Problem statement → In the records below, locate the line containing "let hasher = ConfiguredHasher::from(HashAlgorithm::Argon2id);", then output that line and all later lines exactly, through the last one.

Provided entries →

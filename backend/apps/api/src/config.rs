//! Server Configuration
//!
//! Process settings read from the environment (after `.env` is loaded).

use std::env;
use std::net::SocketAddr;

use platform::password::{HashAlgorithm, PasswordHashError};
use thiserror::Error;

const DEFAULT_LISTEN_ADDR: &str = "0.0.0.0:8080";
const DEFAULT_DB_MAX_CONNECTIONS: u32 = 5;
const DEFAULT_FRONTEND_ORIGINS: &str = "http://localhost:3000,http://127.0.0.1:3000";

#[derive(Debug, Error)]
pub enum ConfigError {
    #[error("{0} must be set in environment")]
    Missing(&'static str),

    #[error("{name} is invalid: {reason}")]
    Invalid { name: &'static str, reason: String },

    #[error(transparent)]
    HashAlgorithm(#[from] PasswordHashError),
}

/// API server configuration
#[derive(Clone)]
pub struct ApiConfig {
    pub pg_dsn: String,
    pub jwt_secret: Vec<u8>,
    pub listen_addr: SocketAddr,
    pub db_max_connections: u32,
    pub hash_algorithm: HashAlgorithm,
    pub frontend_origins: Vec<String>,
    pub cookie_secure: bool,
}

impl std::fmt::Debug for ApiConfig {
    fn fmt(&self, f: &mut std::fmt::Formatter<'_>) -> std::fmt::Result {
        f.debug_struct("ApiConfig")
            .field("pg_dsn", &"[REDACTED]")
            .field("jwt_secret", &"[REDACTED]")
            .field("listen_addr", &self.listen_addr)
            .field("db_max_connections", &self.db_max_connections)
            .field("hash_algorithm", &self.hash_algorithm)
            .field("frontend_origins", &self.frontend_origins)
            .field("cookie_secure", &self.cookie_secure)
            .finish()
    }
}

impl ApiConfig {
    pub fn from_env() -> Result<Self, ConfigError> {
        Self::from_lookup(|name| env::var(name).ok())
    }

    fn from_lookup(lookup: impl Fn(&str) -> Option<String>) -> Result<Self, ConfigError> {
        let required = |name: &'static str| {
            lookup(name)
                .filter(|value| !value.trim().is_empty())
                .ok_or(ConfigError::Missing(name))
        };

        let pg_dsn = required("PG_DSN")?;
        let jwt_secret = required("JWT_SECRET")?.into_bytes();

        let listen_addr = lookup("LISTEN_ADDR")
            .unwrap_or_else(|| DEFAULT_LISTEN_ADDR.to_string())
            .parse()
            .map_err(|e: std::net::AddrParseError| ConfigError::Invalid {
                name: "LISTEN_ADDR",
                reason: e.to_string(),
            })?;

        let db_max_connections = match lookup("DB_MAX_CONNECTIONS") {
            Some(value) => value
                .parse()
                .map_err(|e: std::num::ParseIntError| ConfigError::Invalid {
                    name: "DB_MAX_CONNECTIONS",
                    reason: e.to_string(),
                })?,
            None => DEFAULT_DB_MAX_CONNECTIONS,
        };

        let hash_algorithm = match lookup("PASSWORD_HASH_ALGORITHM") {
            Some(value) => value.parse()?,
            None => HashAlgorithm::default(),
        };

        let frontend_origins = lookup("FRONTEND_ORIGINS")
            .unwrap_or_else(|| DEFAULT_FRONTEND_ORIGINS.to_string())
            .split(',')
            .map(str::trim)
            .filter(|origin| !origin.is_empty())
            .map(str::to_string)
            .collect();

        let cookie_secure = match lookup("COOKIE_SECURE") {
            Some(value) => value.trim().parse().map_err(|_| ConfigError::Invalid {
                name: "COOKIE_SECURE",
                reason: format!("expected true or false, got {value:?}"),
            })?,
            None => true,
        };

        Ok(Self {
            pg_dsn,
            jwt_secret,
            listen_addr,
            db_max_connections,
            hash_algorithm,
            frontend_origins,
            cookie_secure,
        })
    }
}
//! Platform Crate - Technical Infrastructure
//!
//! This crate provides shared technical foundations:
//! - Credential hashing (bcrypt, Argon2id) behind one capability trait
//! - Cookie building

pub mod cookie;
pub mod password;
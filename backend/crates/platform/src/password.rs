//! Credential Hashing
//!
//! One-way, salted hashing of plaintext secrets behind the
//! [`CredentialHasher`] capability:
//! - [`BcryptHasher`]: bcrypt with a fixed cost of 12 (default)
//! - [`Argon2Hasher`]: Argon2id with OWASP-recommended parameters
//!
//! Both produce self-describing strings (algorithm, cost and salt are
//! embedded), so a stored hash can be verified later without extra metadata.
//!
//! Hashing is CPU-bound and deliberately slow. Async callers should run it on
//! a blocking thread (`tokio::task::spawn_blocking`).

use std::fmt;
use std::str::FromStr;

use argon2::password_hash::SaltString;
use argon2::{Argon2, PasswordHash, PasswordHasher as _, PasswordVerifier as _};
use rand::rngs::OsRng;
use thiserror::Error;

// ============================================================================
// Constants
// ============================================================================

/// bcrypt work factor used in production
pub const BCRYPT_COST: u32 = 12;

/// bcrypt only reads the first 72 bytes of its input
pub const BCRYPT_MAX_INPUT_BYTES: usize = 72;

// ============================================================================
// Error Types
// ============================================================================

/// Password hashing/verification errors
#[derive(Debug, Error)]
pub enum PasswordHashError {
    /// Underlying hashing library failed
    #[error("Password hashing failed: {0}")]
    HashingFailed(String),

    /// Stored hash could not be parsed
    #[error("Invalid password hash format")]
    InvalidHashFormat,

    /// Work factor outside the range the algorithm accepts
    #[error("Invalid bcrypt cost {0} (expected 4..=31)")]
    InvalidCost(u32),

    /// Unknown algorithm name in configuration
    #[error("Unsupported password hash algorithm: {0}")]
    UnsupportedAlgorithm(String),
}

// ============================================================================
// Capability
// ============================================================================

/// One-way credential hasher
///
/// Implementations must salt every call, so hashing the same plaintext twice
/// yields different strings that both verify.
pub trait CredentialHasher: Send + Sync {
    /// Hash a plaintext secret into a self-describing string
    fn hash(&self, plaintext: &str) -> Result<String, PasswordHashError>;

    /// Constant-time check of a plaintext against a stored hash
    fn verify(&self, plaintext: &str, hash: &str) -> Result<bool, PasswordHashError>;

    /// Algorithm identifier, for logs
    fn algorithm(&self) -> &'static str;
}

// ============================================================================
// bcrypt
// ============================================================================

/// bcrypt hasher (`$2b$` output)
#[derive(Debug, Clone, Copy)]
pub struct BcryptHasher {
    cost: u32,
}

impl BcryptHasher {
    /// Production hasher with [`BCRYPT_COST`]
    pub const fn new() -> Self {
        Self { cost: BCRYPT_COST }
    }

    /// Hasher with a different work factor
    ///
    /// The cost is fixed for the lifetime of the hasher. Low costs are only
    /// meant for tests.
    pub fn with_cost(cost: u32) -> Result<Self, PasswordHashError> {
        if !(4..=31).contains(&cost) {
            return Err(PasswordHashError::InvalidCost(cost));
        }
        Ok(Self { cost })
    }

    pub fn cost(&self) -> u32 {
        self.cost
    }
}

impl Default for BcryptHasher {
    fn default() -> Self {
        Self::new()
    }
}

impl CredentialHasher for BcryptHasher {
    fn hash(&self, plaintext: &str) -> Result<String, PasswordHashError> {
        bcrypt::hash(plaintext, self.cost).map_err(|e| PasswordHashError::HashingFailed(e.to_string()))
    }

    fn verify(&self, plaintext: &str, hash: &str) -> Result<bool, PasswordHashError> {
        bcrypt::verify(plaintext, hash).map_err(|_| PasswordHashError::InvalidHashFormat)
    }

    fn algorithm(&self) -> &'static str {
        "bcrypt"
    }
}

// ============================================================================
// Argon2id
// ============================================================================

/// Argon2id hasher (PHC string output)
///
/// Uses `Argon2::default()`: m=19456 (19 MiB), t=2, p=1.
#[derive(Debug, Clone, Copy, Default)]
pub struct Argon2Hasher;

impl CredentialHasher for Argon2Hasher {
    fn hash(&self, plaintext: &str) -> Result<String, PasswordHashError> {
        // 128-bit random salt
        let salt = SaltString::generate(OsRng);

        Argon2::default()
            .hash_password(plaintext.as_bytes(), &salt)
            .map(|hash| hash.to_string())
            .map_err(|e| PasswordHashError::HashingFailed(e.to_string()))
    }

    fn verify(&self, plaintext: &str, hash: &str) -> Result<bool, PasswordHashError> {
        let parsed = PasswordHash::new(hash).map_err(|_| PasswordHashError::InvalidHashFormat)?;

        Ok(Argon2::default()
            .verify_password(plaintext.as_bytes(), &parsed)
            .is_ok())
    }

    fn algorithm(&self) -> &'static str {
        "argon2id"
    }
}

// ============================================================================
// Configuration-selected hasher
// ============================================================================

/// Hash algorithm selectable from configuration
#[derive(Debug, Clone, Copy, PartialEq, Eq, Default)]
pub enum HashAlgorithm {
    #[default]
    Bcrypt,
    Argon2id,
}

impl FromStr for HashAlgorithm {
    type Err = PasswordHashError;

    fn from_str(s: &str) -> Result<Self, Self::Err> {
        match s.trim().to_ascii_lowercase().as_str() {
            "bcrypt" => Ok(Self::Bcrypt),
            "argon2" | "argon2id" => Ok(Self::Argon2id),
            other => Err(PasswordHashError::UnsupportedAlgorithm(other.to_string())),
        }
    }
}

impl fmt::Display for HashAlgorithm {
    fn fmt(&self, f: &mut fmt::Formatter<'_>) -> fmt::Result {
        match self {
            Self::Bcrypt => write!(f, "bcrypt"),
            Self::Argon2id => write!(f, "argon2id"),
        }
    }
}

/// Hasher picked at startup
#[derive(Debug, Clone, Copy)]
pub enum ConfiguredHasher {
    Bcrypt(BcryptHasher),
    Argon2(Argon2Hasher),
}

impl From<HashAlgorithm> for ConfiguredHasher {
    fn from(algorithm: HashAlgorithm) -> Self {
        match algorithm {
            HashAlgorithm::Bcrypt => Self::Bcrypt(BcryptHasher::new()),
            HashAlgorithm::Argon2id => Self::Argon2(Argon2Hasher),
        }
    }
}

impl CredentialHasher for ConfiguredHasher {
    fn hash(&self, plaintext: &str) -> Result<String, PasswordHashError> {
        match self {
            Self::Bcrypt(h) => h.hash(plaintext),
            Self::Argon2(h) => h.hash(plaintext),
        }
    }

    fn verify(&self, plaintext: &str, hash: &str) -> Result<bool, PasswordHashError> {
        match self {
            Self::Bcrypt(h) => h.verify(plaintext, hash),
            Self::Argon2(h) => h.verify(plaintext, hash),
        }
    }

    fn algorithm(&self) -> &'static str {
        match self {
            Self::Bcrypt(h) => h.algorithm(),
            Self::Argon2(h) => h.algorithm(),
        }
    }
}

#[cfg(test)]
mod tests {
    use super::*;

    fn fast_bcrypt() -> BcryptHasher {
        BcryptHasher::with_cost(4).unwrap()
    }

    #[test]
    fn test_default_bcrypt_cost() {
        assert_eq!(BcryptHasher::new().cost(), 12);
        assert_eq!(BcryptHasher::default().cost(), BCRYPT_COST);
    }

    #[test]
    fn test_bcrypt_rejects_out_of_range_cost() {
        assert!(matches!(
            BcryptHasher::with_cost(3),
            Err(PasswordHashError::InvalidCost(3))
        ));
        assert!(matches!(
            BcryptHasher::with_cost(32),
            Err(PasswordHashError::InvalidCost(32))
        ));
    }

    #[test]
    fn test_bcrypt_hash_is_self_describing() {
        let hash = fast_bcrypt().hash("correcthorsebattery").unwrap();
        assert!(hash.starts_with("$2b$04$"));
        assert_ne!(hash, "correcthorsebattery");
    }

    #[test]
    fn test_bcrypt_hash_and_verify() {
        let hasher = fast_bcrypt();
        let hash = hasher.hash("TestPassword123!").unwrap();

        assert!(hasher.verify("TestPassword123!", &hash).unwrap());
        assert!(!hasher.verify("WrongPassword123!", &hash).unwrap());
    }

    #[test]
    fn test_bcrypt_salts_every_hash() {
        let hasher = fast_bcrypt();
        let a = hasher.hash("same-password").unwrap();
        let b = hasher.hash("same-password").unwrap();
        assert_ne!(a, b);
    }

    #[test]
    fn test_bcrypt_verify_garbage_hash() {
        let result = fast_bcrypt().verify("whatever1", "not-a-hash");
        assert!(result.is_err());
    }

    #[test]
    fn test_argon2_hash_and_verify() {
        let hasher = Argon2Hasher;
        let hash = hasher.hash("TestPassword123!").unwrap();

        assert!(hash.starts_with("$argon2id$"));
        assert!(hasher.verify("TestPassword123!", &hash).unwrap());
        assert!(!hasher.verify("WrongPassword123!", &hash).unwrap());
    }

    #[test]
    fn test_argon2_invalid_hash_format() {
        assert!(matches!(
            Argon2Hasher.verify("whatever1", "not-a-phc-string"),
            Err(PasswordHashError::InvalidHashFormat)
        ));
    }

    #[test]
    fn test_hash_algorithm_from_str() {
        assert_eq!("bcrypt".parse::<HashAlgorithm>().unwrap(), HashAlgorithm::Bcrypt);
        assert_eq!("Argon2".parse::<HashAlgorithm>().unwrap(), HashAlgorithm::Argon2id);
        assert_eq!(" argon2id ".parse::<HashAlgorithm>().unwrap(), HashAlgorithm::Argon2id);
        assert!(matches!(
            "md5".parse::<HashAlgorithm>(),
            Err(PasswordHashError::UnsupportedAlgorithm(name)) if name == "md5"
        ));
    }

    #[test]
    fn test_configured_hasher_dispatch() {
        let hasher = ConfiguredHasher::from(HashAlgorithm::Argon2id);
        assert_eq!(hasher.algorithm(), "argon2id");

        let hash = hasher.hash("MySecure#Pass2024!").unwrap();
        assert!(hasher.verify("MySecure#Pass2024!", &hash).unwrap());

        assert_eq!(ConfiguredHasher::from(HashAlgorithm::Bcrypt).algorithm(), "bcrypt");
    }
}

Answer for this exercise →
        let hasher = ConfiguredHasher::from(HashAlgorithm::Argon2id);
        assert_eq!(hasher.algorithm(), "argon2id");

        let hash = hasher.hash("MySecure#Pass2024!").unwrap();
        assert!(hasher.verify("MySecure#Pass2024!", &hash).unwrap());

        assert_eq!(ConfiguredHasher::from(HashAlgorithm::Bcrypt).algorithm(), "bcrypt");
    }
}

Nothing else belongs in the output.